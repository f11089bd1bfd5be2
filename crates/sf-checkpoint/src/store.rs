use async_trait::async_trait;
use chrono::{DateTime, Utc};
use serde::{Deserialize, Serialize};

use sf_core::types::WorkflowId;
use sf_schema::workflow::{WorkflowPhase, WorkflowState};

use crate::error::CheckpointResult;

/// Denormalized index of a workflow's last-known state, separate from the
/// (potentially large, findings-bearing) checkpoint snapshots. Lets readers
/// such as `scanforge status --all` list workflows without loading every
/// checkpoint.
#[derive(Debug, Clone, Serialize, Deserialize)]
pub struct WorkflowMetadata {
    pub workflow_id: WorkflowId,
    pub workflow_type: String,
    pub phase: WorkflowPhase,
    pub created_at: DateTime<Utc>,
    pub updated_at: DateTime<Utc>,
}

impl WorkflowMetadata {
    #[must_use]
    pub fn from_state(state: &WorkflowState) -> Self {
        Self {
            workflow_id: state.workflow_id.clone(),
            workflow_type: state.workflow_type.clone(),
            phase: state.phase,
            created_at: state.created_at,
            updated_at: state.updated_at,
        }
    }
}

/// Persistence interface consumed by the engine. All writes are idempotent:
/// writing the same `(workflow_id, seq)` snapshot twice is a no-op from the
/// caller's perspective.
#[async_trait]
pub trait CheckpointStore: Send + Sync {
    async fn put_checkpoint(
        &self,
        workflow_id: &WorkflowId,
        seq: u64,
        snapshot: &WorkflowState,
    ) -> CheckpointResult<()>;

    /// Reads the checkpoint at `seq`, or the latest one if `seq` is `None`.
    async fn get_checkpoint(
        &self,
        workflow_id: &WorkflowId,
        seq: Option<u64>,
    ) -> CheckpointResult<WorkflowState>;

    /// Every checkpoint sequence number recorded for this workflow, ascending.
    async fn list_checkpoints(&self, workflow_id: &WorkflowId) -> CheckpointResult<Vec<u64>>;

    async fn put_workflow_metadata(&self, metadata: &WorkflowMetadata) -> CheckpointResult<()>;

    async fn get_workflow_metadata(&self, workflow_id: &WorkflowId) -> CheckpointResult<WorkflowMetadata>;

    async fn list_workflows(&self) -> CheckpointResult<Vec<WorkflowId>>;

    /// Removes every checkpoint and the metadata entry for `workflow_id`.
    /// Idempotent: deleting an already-deleted (or never-existing) workflow
    /// succeeds silently.
    async fn delete_workflow(&self, workflow_id: &WorkflowId) -> CheckpointResult<()>;
}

■ **Action item**
Search the material for lines holding the word "WorkflowState", then say how many there are and nothing more.

■ **Answer below**
4